----- Dataset extract

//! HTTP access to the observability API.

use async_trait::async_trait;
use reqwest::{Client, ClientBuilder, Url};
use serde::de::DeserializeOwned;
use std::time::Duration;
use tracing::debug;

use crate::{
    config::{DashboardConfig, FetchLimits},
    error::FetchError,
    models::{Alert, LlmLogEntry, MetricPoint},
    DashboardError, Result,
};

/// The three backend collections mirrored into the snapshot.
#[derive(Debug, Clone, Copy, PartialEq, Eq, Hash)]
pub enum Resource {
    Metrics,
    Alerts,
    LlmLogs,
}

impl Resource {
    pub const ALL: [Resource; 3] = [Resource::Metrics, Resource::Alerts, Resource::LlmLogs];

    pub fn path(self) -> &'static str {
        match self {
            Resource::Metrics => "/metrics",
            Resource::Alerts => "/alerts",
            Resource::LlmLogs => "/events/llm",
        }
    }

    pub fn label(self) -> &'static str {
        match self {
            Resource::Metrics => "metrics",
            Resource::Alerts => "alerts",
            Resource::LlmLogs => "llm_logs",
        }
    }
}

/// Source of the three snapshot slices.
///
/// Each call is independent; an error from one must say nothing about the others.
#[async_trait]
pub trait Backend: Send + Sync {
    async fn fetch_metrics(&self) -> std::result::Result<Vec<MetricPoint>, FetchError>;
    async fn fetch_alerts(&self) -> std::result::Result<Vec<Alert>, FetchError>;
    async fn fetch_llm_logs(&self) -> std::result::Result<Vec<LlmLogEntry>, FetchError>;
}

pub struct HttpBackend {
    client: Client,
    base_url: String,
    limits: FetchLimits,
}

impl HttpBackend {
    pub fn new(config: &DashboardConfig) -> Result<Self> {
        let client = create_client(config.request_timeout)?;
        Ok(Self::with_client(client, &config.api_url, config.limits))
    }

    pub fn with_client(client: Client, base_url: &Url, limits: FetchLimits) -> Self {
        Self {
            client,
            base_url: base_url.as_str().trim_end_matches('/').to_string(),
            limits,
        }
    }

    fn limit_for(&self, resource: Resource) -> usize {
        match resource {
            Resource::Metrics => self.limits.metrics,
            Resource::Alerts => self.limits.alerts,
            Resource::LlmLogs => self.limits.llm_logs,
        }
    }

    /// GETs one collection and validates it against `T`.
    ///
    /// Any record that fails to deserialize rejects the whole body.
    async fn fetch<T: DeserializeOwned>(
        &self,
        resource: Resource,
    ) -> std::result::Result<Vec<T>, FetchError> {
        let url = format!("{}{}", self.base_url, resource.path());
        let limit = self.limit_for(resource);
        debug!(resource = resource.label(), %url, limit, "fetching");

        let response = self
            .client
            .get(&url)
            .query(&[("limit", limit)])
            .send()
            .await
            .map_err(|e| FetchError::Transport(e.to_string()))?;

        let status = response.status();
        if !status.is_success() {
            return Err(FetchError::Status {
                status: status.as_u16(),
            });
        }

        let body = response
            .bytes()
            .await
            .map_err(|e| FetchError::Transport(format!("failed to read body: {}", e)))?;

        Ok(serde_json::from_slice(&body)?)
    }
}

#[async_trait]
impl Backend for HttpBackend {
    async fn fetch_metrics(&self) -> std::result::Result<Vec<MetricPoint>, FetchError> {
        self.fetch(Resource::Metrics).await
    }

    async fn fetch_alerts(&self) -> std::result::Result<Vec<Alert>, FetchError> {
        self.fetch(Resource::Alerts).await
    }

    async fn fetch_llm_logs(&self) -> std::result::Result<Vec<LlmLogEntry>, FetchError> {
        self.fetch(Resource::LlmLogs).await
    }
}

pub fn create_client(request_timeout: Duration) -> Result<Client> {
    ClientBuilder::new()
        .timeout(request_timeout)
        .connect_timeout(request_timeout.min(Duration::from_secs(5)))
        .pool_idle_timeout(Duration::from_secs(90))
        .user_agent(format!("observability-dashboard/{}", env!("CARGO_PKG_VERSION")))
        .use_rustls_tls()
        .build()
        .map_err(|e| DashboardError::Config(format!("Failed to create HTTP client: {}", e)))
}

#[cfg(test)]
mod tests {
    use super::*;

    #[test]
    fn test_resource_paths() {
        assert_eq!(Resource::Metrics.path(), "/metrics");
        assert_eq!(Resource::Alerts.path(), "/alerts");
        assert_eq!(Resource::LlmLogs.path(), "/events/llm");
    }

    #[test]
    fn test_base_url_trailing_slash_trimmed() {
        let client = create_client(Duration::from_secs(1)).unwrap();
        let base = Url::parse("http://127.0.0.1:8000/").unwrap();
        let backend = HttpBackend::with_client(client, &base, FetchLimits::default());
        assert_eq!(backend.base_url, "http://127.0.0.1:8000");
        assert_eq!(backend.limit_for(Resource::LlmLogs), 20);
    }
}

----------

• [What you need to do]: In the entries above, find the line with "use tracing::debug;" and the line with "pub trait Backend: Send", then restate word for word both of them and every line between, with nothing more.

• [Task result]:
use tracing::debug;

use crate::{
    config::{DashboardConfig, FetchLimits},
    error::FetchError,
    models::{Alert, LlmLogEntry, MetricPoint},
    DashboardError, Result,
};

/// The three backend collections mirrored into the snapshot.
#[derive(Debug, Clone, Copy, PartialEq, Eq, Hash)]
pub enum Resource {
    Metrics,
    Alerts,
    LlmLogs,
}

impl Resource {
    pub const ALL: [Resource; 3] = [Resource::Metrics, Resource::Alerts, Resource::LlmLogs];

    pub fn path(self) -> &'static str {
        match self {
            Resource::Metrics => "/metrics",
            Resource::Alerts => "/alerts",
            Resource::LlmLogs => "/events/llm",
        }
    }

    pub fn label(self) -> &'static str {
        match self {
            Resource::Metrics => "metrics",
            Resource::Alerts => "alerts",
            Resource::LlmLogs => "llm_logs",
        }
    }
}

/// Source of the three snapshot slices.
///
/// Each call is independent; an error from one must say nothing about the others.
#[async_trait]
pub trait Backend: Send + Sync {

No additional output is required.